I have successfully implemented a video player using ffmpeg. I am now trying to use hardware decoding but I'm facing a couple issues. I found a post that I followed as a starting point here: https://ffmpeg.org/pipermail/libav-user/2014-August/007323.html
I have updated the code that setup the necessary stuff for the decoder. The updated code is available here: https://drive.google.com/file/d/0B5ufHdoDzA4ieVk5UVpxcDNzRHc/view?usp=sharing
And this is how I'm using it to initialize the decoder:
// Prepare the decoding context
AVCodec *codec = nullptr;
_codecContext = _avFormatContext->streams[_streamIndex]->codec;
if ((codec = avcodec_find_decoder(_codecContext->codec_id)) == 0)
{
std::cout << "Unsupported video codec!" << std::endl;
return false;
}
_codecContext->thread_count = 1; // Multithreading is apparently not compatible with hardware decoding
InputStream *ist = new InputStream();
ist->hwaccel_id = HWACCEL_AUTO;
ist->hwaccel_device = "dxva2";
ist->dec = codec;
ist->dec_ctx = _codecContext;
_codecContext->coded_width = _width;
_codecContext->coded_height = _height;
_codecContext->opaque = ist;
dxva2_init(_codecContext);
_codecContext->get_buffer2 = ist->hwaccel_get_buffer;
_codecContext->get_format = GetHwFormat;
_codecContext->thread_safe_callbacks = 1;
if (avcodec_open2(_codecContext, codec, nullptr) < 0)
{
std::cout << "Video codec open error" << std::endl;
return false;
}
And here is the definition of GetHwFormat referenced above:
AVPixelFormat GetHwFormat(AVCodecContext *s, const AVPixelFormat *pix_fmts)
{
InputStream* ist = (InputStream*)s->opaque;
ist->active_hwaccel_id = HWACCEL_DXVA2;
ist->hwaccel_pix_fmt = AV_PIX_FMT_DXVA2_VLD;
return ist->hwaccel_pix_fmt;
}
When I open an mp4 (encoded in h264) video that is HD resolution or less, everything seems to be working fine. However, as soon as I try higher resolution videos like 3840x2160, I get the following errors repeatedly:
Failed to execute: 0x80070057
Hardware accelerator failed to decode picture
I also start getting the following errors after a few seconds:
co located POCs unavailable
And the video is not displayed properly: I get a lot of artifacts all over the video and it is lagging. I checked the first error in the ffmpeg source code. It seems that IDirectXVideoDecoder_Execute fails because of an invalid parameter. Since this is happening withing ffmpeg, there must be something that I'm missing but I can't figure out what. The only relevant post that I found with this error was because of multithreading but I set the thread_count to 1 before opening the codec.

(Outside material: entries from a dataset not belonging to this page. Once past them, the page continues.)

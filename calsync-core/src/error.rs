//! Error types for calsync.

use chrono::{DateTime, Utc};
use serde::{Deserialize, Serialize};
use thiserror::Error;

/// A draft or event that cannot be sent to the remote store.
///
/// These are detected before any remote call is made.
#[derive(Error, Debug, Clone, PartialEq, Eq)]
pub enum ValidationError {
    #[error("Title is required")]
    EmptyTitle,

    #[error("End ({end}) is before start ({start})")]
    EndBeforeStart {
        start: DateTime<Utc>,
        end: DateTime<Utc>,
    },

    #[error("Invalid timestamp: {0}")]
    InvalidTimestamp(String),

    #[error("Event has no id")]
    MissingId,

    #[error("Event {0} already exists")]
    AlreadyPersisted(String),
}

/// A failed call against the remote event store.
///
/// Never propagated past the controller: it is logged and folded into an
/// outcome value the UI shell can inspect.
#[derive(Error, Debug, Clone, PartialEq, Eq, Serialize, Deserialize)]
#[serde(tag = "kind", content = "detail", rename_all = "snake_case")]
pub enum RemoteCallFailure {
    #[error("Remote store unreachable: {0}")]
    Transport(String),

    #[error("Remote call timed out after {0}s")]
    Timeout(u64),

    #[error("Not found: {0}")]
    NotFound(String),

    #[error("Remote store rejected the request: {0}")]
    Rejected(String),

    #[error("Unexpected response from remote store: {0}")]
    Protocol(String),

    #[error("Provider '{0}' not found in PATH")]
    ProviderNotInstalled(String),
}

/// Errors that can occur outside of the sync workflow itself
/// (configuration, files, serialization).
#[derive(Error, Debug)]
pub enum CalSyncError {
    #[error("Configuration error: {0}")]
    Config(String),

    #[error("IO error: {0}")]
    Io(#[from] std::io::Error),

    #[error("Serialization error: {0}")]
    Serialization(String),

    #[error("Unknown time zone: {0}")]
    UnknownTimeZone(String),
}

impl From<serde_json::Error> for CalSyncError {
    fn from(err: serde_json::Error) -> Self {
        CalSyncError::Serialization(err.to_string())
    }
}

impl From<config::ConfigError> for CalSyncError {
    fn from(err: config::ConfigError) -> Self {
        CalSyncError::Config(err.to_string())
    }
}

/// Result type alias for calsync operations.
pub type CalSyncResult<T> = Result<T, CalSyncError>;
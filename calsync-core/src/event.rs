//! The calendar event as the controller and view see it.

use chrono::{DateTime, Utc};
use serde::{Deserialize, Serialize};

use crate::error::ValidationError;
use crate::time::truncate_to_millis;

/// A calendar event.
///
/// `id` is `None` while the event is a draft; the remote store assigns it on
/// creation.
#[derive(Debug, Clone, PartialEq, Serialize, Deserialize)]
pub struct CalendarEvent {
    pub id: Option<String>,
    pub title: String,
    #[serde(with = "crate::time::canonical")]
    pub start: DateTime<Utc>,
    #[serde(with = "crate::time::canonical")]
    pub end: DateTime<Utc>,
    #[serde(default)]
    pub all_day: bool,
    #[serde(default, skip_serializing_if = "Option::is_none")]
    pub description: Option<String>,
    #[serde(default, skip_serializing_if = "Option::is_none")]
    pub related_to: Option<Relation>,
    /// Display only. Never sent back on writes.
    #[serde(default, skip_serializing_if = "Option::is_none")]
    pub owner_name: Option<String>,
}

/// What an event is about: a person ("who") or any other record ("what").
#[derive(Debug, Clone, PartialEq, Eq, Serialize, Deserialize)]
#[serde(tag = "kind", content = "id", rename_all = "snake_case")]
pub enum Relation {
    Who(String),
    What(String),
}

impl Relation {
    pub fn id(&self) -> &str {
        match self {
            Relation::Who(id) | Relation::What(id) => id,
        }
    }
}

/// The kind of record a scope id points to, as reported by the remote store.
#[derive(Debug, Clone, Copy, PartialEq, Eq, Serialize, Deserialize)]
#[serde(rename_all = "snake_case")]
pub enum ScopeKind {
    Person,
    Other,
}

impl ScopeKind {
    pub fn relation(self, scope_id: &str) -> Relation {
        match self {
            ScopeKind::Person => Relation::Who(scope_id.to_string()),
            ScopeKind::Other => Relation::What(scope_id.to_string()),
        }
    }
}

/// Client-side lifecycle of a single event.
#[derive(Debug, Clone, Copy, PartialEq, Eq, Serialize, Deserialize)]
#[serde(rename_all = "snake_case")]
pub enum EventState {
    /// Drafted, no id yet
    Pending,
    /// Id assigned by the remote store
    Persisted,
    /// Persisted and updated at least once since
    Modified,
    /// Removed after a confirmed remote delete
    Deleted,
}

impl EventState {
    /// Whether moving from `self` to `next` is a legal transition.
    pub fn can_become(self, next: EventState) -> bool {
        use EventState::*;
        matches!(
            (self, next),
            (Pending, Persisted)
                | (Persisted, Modified)
                | (Modified, Modified)
                | (Persisted, Deleted)
                | (Modified, Deleted)
        )
    }
}

impl CalendarEvent {
    /// The persisted id, or [`ValidationError::MissingId`] for drafts.
    pub fn require_id(&self) -> Result<&str, ValidationError> {
        match self.id.as_deref() {
            Some(id) if !id.is_empty() => Ok(id),
            _ => Err(ValidationError::MissingId),
        }
    }

    pub fn is_persisted(&self) -> bool {
        self.require_id().is_ok()
    }

    /// Check the invariants every event must hold before it is written.
    pub fn validate(&self) -> Result<(), ValidationError> {
        if self.title.trim().is_empty() {
            return Err(ValidationError::EmptyTitle);
        }
        if self.end < self.start {
            return Err(ValidationError::EndBeforeStart {
                start: self.start,
                end: self.end,
            });
        }
        Ok(())
    }

    /// The event as the remote store will hold it: times at millisecond
    /// precision and no empty id.
    pub fn normalized(self) -> CalendarEvent {
        CalendarEvent {
            id: self.id.filter(|id| !id.is_empty()),
            start: truncate_to_millis(self.start),
            end: truncate_to_millis(self.end),
            ..self
        }
    }

    /// Copy of this event moved to a new time slot.
    pub fn moved_to(&self, start: DateTime<Utc>, end: DateTime<Utc>) -> CalendarEvent {
        CalendarEvent {
            start,
            end,
            ..self.clone()
        }
    }
}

This issue is happening on my main computer which has the following specs:
The same issue is not happening on my second computer which has the following specs:
If I use DXVAChecker on my main computer, it says that my graphics card supports DXVA2 for H264_VLD_*, and I can see that the calls to the Microsoft API are being made (DXVA2_DecodeDeviceCreated, DXVA2_DecodeDeviceBeginFrame, DXVA2_DecodeDeviceGetBuffer, DXVA2_DecodeDeviceExecute, DXVA2_DecodeDeviceEndFrame) while my video is playing.
I also don't see any increase of GPU usage (on either computer) between the version with hardware decoding and the version without; however, I do see a decrease in CPU usage (not as much as I was expecting though). This is also very strange.
Note that I tried both the Windows release available on the FFmpeg website, and a version that I compiled with --enable-dxva2. I have searched a lot already but I was unable to find what I'm doing wrong.
Hopefully, someone can help me, or maybe point me to a better example?
I finally found out what my issue was. After calling avcodec_decode_video2, I was not updating the size and data pointer of the packet like this:
int r = avcodec_decode_video2(_codecContext, frame, &frameDecoded, &pkt);
pkt.size -= r;
pkt.data += r;
Now, the video is properly decoded and I have no artifacts anymore.
Also, regarding the lag, I believe this was a separate issue, non related to the error messages, and due to the time that it takes to copy the image back to the CPU's memory. If you need to do this, instead of using av_image_copy_plane like in the code that I posted with my question above, you may want to look at what VLC does, or at this link https://software.intel.com/en-us/articles/copying-accelerated-video-decode-frame-buffers. I did a quick test on my machine and it reduced the time by a factor of 7 or 8.